Software and tools download

Download tools or methods you need to reproduce the results in our study. More information can be found in our manuscript. If you choose one or more of BLASTp, TMalign, DeepAlign, KPAX, and USalign, make sure their executable files are in the enviroment path and can be called directly. For the three deep-learning methods, you may setup separated conda environment for each of them, and ensure they are installed in this project folder.
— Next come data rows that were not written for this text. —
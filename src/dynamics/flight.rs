use nalgebra::Vector3;

use crate::dynamics::state::FlightState;
use crate::error::Result;
use crate::physics::{FuelBurnParams, PhysicsParams};

/// Below this speed the body counts as stopped and gets no drag correction.
pub const STOPPED_SPEED: f64 = 0.01;

/// Output of one post-launch physics tick.
#[derive(Debug, Clone, Copy, PartialEq)]
pub struct FlightTick {
    pub mass: f64,
    /// Drag correction for the rigid-body engine. Gravity is not included;
    /// the engine applies it natively.
    pub force: Vector3<f64>,
}

/// Advance the burn clock by `dt`, update the mass and compute the drag force
/// for the velocity the rigid-body engine reports.
///
/// Ticking a state that has not launched is a no-op. A launched state is
/// checked against `fuel` before the clock moves.
pub fn tick(
    state: &mut FlightState,
    current_velocity: &Vector3<f64>,
    dt: f64,
    physics: &PhysicsParams,
    fuel: &FuelBurnParams,
) -> Result<FlightTick> {
    if !state.launched {
        return Ok(FlightTick { mass: state.current_mass, force: Vector3::zeros() });
    }
    fuel.validate()?;

    if state.elapsed_burn_time < fuel.burn_duration {
        state.elapsed_burn_time += dt.max(0.0);
        state.current_mass = fuel.mass_at(state.elapsed_burn_time)?;
    } else {
        state.current_mass = fuel.dry_mass;
    }

    let force = if current_velocity.norm() <= STOPPED_SPEED {
        Vector3::zeros()
    } else {
        physics.drag(current_velocity)
    };

    Ok(FlightTick { mass: state.current_mass, force })
}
Other methods tested in the manuscript include: BLASTp, Diamond, GTalign, Clustal Omega, mTMalign, 3DCOMB, FoldTree, and Foldmason.

1. Alignment quality evaluation (accuracy, TM-score)

For each tool, find the corresponding *_Malidup.py or *_Malisam.py script to generate results. Then use concatResult.py to generate a final csv file for accuracy or reference-independent metrics such as TM-scores and RMSD. The integrated results can be generated with the following pipeline. Make sure you are in the folder that containing the Malidup or Malisam data folder. Use DeepAlign as the example:

python script/deepalign_Malidup.py

For processing eixisting results of TM-align and DALI:

python script/processMalidup.py

For the three deep-learning methods, copy the corresponding <algm>_<dataset>.py script to their own folders and run from their own folders.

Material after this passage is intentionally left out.